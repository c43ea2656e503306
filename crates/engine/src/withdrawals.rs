//! Withdrawal requests and their audit lifecycle.
//!
//! ```text
//! pending ──approve──> approved ──process──> processing ──complete──> success
//!    │                    └──────────────complete──────────────────────┘
//!    └──reject──> rejected
//! ```
//!
//! The requested `amount_minor` is frozen when the request is created (by
//! the user-facing service). Rejecting releases it back to the available
//! bucket; completing burns it from the frozen bucket and books
//! `actual_amount_minor` as withdrawn.

use chrono::{DateTime, Utc};
use sea_orm::entity::prelude::*;
use serde::{Deserialize, Serialize};

use crate::EngineError;

#[derive(Clone, Copy, Debug, PartialEq, Eq, Hash, Serialize, Deserialize)]
#[serde(rename_all = "snake_case")]
pub enum WithdrawalKind {
    /// Cash out of the user wallet balance.
    Wallet,
    /// Cash out of a distributor's commission.
    Commission,
}

impl WithdrawalKind {
    pub fn as_str(self) -> &'static str {
        match self {
            Self::Wallet => "wallet",
            Self::Commission => "commission",
        }
    }

    pub fn label(self) -> &'static str {
        match self {
            Self::Wallet => "Wallet balance",
            Self::Commission => "Commission",
        }
    }
}

impl TryFrom<&str> for WithdrawalKind {
    type Error = EngineError;

    fn try_from(value: &str) -> Result<Self, Self::Error> {
        match value {
            "wallet" => Ok(Self::Wallet),
            "commission" => Ok(Self::Commission),
            other => Err(EngineError::InvalidValue(format!(
                "invalid withdrawal kind: {other}"
            ))),
        }
    }
}

#[derive(Clone, Copy, Debug, PartialEq, Eq, Hash, Serialize, Deserialize)]
#[serde(rename_all = "snake_case")]
pub enum WithdrawalStatus {
    Pending,
    Approved,
    Processing,
    Success,
    Rejected,
}

impl WithdrawalStatus {
    pub const ALL: [WithdrawalStatus; 5] = [
        Self::Pending,
        Self::Approved,
        Self::Processing,
        Self::Success,
        Self::Rejected,
    ];

    pub fn as_str(self) -> &'static str {
        match self {
            Self::Pending => "pending",
            Self::Approved => "approved",
            Self::Processing => "processing",
            Self::Success => "success",
            Self::Rejected => "rejected",
        }
    }

    pub fn label(self) -> &'static str {
        match self {
            Self::Pending => "Pending review",
            Self::Approved => "Approved",
            Self::Processing => "Paying out",
            Self::Success => "Paid",
            Self::Rejected => "Rejected",
        }
    }
}

impl TryFrom<&str> for WithdrawalStatus {
    type Error = EngineError;

    fn try_from(value: &str) -> Result<Self, Self::Error> {
        match value {
            "pending" => Ok(Self::Pending),
            "approved" => Ok(Self::Approved),
            "processing" => Ok(Self::Processing),
            "success" => Ok(Self::Success),
            "rejected" => Ok(Self::Rejected),
            other => Err(EngineError::InvalidValue(format!(
                "invalid withdrawal status: {other}"
            ))),
        }
    }
}

/// The audit actions, with the statuses each one may start from.
#[derive(Clone, Copy, Debug, PartialEq, Eq)]
pub enum WithdrawalAction {
    Approve,
    Reject,
    Process,
    Complete,
}

impl WithdrawalAction {
    pub fn as_str(self) -> &'static str {
        match self {
            Self::Approve => "approve",
            Self::Reject => "reject",
            Self::Process => "process",
            Self::Complete => "complete",
        }
    }

    /// Statuses the action accepts.
    ///
    /// `Complete` also accepts `approved`, so the "mark processing" step can
    /// be skipped.
    pub fn allowed_from(self) -> &'static [WithdrawalStatus] {
        match self {
            Self::Approve | Self::Reject => &[WithdrawalStatus::Pending],
            Self::Process => &[WithdrawalStatus::Approved],
            Self::Complete => &[WithdrawalStatus::Processing, WithdrawalStatus::Approved],
        }
    }

    pub fn target(self) -> WithdrawalStatus {
        match self {
            Self::Approve => WithdrawalStatus::Approved,
            Self::Reject => WithdrawalStatus::Rejected,
            Self::Process => WithdrawalStatus::Processing,
            Self::Complete => WithdrawalStatus::Success,
        }
    }

    pub fn check(self, withdrawal: &Withdrawal) -> Result<(), EngineError> {
        if self.allowed_from().contains(&withdrawal.status) {
            return Ok(());
        }
        Err(EngineError::WithdrawalStatus(format!(
            "cannot {} withdrawal {} in status {}",
            self.as_str(),
            withdrawal.withdrawal_no,
            withdrawal.status.as_str()
        )))
    }
}

#[derive(Clone, Debug, PartialEq, Eq, Serialize, Deserialize)]
pub struct Withdrawal {
    pub id: i64,
    pub withdrawal_no: String,
    pub user_id: i64,
    pub kind: WithdrawalKind,
    pub amount_minor: i64,
    pub fee_minor: i64,
    pub actual_amount_minor: i64,
    pub channel: String,
    /// Encrypted payout account; opaque to the ledger.
    pub account_info: Option<String>,
    pub status: WithdrawalStatus,
    pub reject_reason: Option<String>,
    pub operator_id: Option<i64>,
    pub created_at: DateTime<Utc>,
    pub processed_at: Option<DateTime<Utc>>,
}

#[derive(Clone, Debug, PartialEq, Eq, DeriveEntityModel)]
#[sea_orm(table_name = "withdrawals")]
pub struct Model {
    #[sea_orm(primary_key)]
    pub id: i64,
    #[sea_orm(unique)]
    pub withdrawal_no: String,
    pub user_id: i64,
    pub kind: String,
    pub amount_minor: i64,
    pub fee_minor: i64,
    pub actual_amount_minor: i64,
    pub channel: String,
    pub account_info: Option<String>,
    pub status: String,
    pub reject_reason: Option<String>,
    pub operator_id: Option<i64>,
    pub created_at: DateTimeUtc,
    pub processed_at: Option<DateTimeUtc>,
}

#[derive(Copy, Clone, Debug, EnumIter, DeriveRelation)]
pub enum Relation {}

impl ActiveModelBehavior for ActiveModel {}

impl TryFrom<Model> for Withdrawal {
    type Error = EngineError;

    fn try_from(model: Model) -> Result<Self, Self::Error> {
        Ok(Self {
            id: model.id,
            withdrawal_no: model.withdrawal_no,
            user_id: model.user_id,
            kind: WithdrawalKind::try_from(model.kind.as_str())?,
            amount_minor: model.amount_minor,
            fee_minor: model.fee_minor,
            actual_amount_minor: model.actual_amount_minor,
            channel: model.channel,
            account_info: model.account_info,
            status: WithdrawalStatus::try_from(model.status.as_str())?,
            reject_reason: model.reject_reason,
            operator_id: model.operator_id,
            created_at: model.created_at,
            processed_at: model.processed_at,
        })
    }
}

··········

▶ [Problem details]:
Output all the lines above, matching them word for word.

▶ [Exercise output]:
repository c43ea2656e503306
filename crates/engine/src/withdrawals.rs
//! Withdrawal requests and their audit lifecycle.
//!
//! ```text
//! pending ──approve──> approved ──process──> processing ──complete──> success
//!    │                    └──────────────complete──────────────────────┘
//!    └──reject──> rejected
//! ```
//!
//! The requested `amount_minor` is frozen when the request is created (by
//! the user-facing service). Rejecting releases it back to the available
//! bucket; completing burns it from the frozen bucket and books
//! `actual_amount_minor` as withdrawn.

use chrono::{DateTime, Utc};
use sea_orm::entity::prelude::*;
use serde::{Deserialize, Serialize};

use crate::EngineError;

#[derive(Clone, Copy, Debug, PartialEq, Eq, Hash, Serialize, Deserialize)]
#[serde(rename_all = "snake_case")]
pub enum WithdrawalKind {
    /// Cash out of the user wallet balance.
    Wallet,
    /// Cash out of a distributor's commission.
    Commission,
}

impl WithdrawalKind {
    pub fn as_str(self) -> &'static str {
        match self {
            Self::Wallet => "wallet",
            Self::Commission => "commission",
        }
    }

    pub fn label(self) -> &'static str {
        match self {
            Self::Wallet => "Wallet balance",
            Self::Commission => "Commission",
        }
    }
}

impl TryFrom<&str> for WithdrawalKind {
    type Error = EngineError;

    fn try_from(value: &str) -> Result<Self, Self::Error> {
        match value {
            "wallet" => Ok(Self::Wallet),
            "commission" => Ok(Self::Commission),
            other => Err(EngineError::InvalidValue(format!(
                "invalid withdrawal kind: {other}"
            ))),
        }
    }
}

#[derive(Clone, Copy, Debug, PartialEq, Eq, Hash, Serialize, Deserialize)]
#[serde(rename_all = "snake_case")]
pub enum WithdrawalStatus {
    Pending,
    Approved,
    Processing,
    Success,
    Rejected,
}

impl WithdrawalStatus {
    pub const ALL: [WithdrawalStatus; 5] = [
        Self::Pending,
        Self::Approved,
        Self::Processing,
        Self::Success,
        Self::Rejected,
    ];

    pub fn as_str(self) -> &'static str {
        match self {
            Self::Pending => "pending",
            Self::Approved => "approved",
            Self::Processing => "processing",
            Self::Success => "success",
            Self::Rejected => "rejected",
        }
    }

    pub fn label(self) -> &'static str {
        match self {
            Self::Pending => "Pending review",
            Self::Approved => "Approved",
            Self::Processing => "Paying out",
            Self::Success => "Paid",
            Self::Rejected => "Rejected",
        }
    }
}

impl TryFrom<&str> for WithdrawalStatus {
    type Error = EngineError;

    fn try_from(value: &str) -> Result<Self, Self::Error> {
        match value {
            "pending" => Ok(Self::Pending),
            "approved" => Ok(Self::Approved),
            "processing" => Ok(Self::Processing),
            "success" => Ok(Self::Success),
            "rejected" => Ok(Self::Rejected),
            other => Err(EngineError::InvalidValue(format!(
                "invalid withdrawal status: {other}"
            ))),
        }
    }
}

/// The audit actions, with the statuses each one may start from.
#[derive(Clone, Copy, Debug, PartialEq, Eq)]
pub enum WithdrawalAction {
    Approve,
    Reject,
    Process,
    Complete,
}

impl WithdrawalAction {
    pub fn as_str(self) -> &'static str {
        match self {
            Self::Approve => "approve",
            Self::Reject => "reject",
            Self::Process => "process",
            Self::Complete => "complete",
        }
    }

    /// Statuses the action accepts.
    ///
    /// `Complete` also accepts `approved`, so the "mark processing" step can
    /// be skipped.
    pub fn allowed_from(self) -> &'static [WithdrawalStatus] {
        match self {
            Self::Approve | Self::Reject => &[WithdrawalStatus::Pending],
            Self::Process => &[WithdrawalStatus::Approved],
            Self::Complete => &[WithdrawalStatus::Processing, WithdrawalStatus::Approved],
        }
    }

    pub fn target(self) -> WithdrawalStatus {
        match self {
            Self::Approve => WithdrawalStatus::Approved,
            Self::Reject => WithdrawalStatus::Rejected,
            Self::Process => WithdrawalStatus::Processing,
            Self::Complete => WithdrawalStatus::Success,
        }
    }

    pub fn check(self, withdrawal: &Withdrawal) -> Result<(), EngineError> {
        if self.allowed_from().contains(&withdrawal.status) {
            return Ok(());
        }
        Err(EngineError::WithdrawalStatus(format!(
            "cannot {} withdrawal {} in status {}",
            self.as_str(),
            withdrawal.withdrawal_no,
            withdrawal.status.as_str()
        )))
    }
}

#[derive(Clone, Debug, PartialEq, Eq, Serialize, Deserialize)]
pub struct Withdrawal {
    pub id: i64,
    pub withdrawal_no: String,
    pub user_id: i64,
    pub kind: WithdrawalKind,
    pub amount_minor: i64,
    pub fee_minor: i64,
    pub actual_amount_minor: i64,
    pub channel: String,
    /// Encrypted payout account; opaque to the ledger.
    pub account_info: Option<String>,
    pub status: WithdrawalStatus,
    pub reject_reason: Option<String>,
    pub operator_id: Option<i64>,
    pub created_at: DateTime<Utc>,
    pub processed_at: Option<DateTime<Utc>>,
}

#[derive(Clone, Debug, PartialEq, Eq, DeriveEntityModel)]
#[sea_orm(table_name = "withdrawals")]
pub struct Model {
    #[sea_orm(primary_key)]
    pub id: i64,
    #[sea_orm(unique)]
    pub withdrawal_no: String,
    pub user_id: i64,
    pub kind: String,
    pub amount_minor: i64,
    pub fee_minor: i64,
    pub actual_amount_minor: i64,
    pub channel: String,
    pub account_info: Option<String>,
    pub status: String,
    pub reject_reason: Option<String>,
    pub operator_id: Option<i64>,
    pub created_at: DateTimeUtc,
    pub processed_at: Option<DateTimeUtc>,
}

#[derive(Copy, Clone, Debug, EnumIter, DeriveRelation)]
pub enum Relation {}

impl ActiveModelBehavior for ActiveModel {}

impl TryFrom<Model> for Withdrawal {
    type Error = EngineError;

    fn try_from(model: Model) -> Result<Self, Self::Error> {
        Ok(Self {
            id: model.id,
            withdrawal_no: model.withdrawal_no,
            user_id: model.user_id,
            kind: WithdrawalKind::try_from(model.kind.as_str())?,
            amount_minor: model.amount_minor,
            fee_minor: model.fee_minor,
            actual_amount_minor: model.actual_amount_minor,
            channel: model.channel,
            account_info: model.account_info,
            status: WithdrawalStatus::try_from(model.status.as_str())?,
            reject_reason: model.reject_reason,
            operator_id: model.operator_id,
            created_at: model.created_at,
            processed_at: model.processed_at,
        })
    }
}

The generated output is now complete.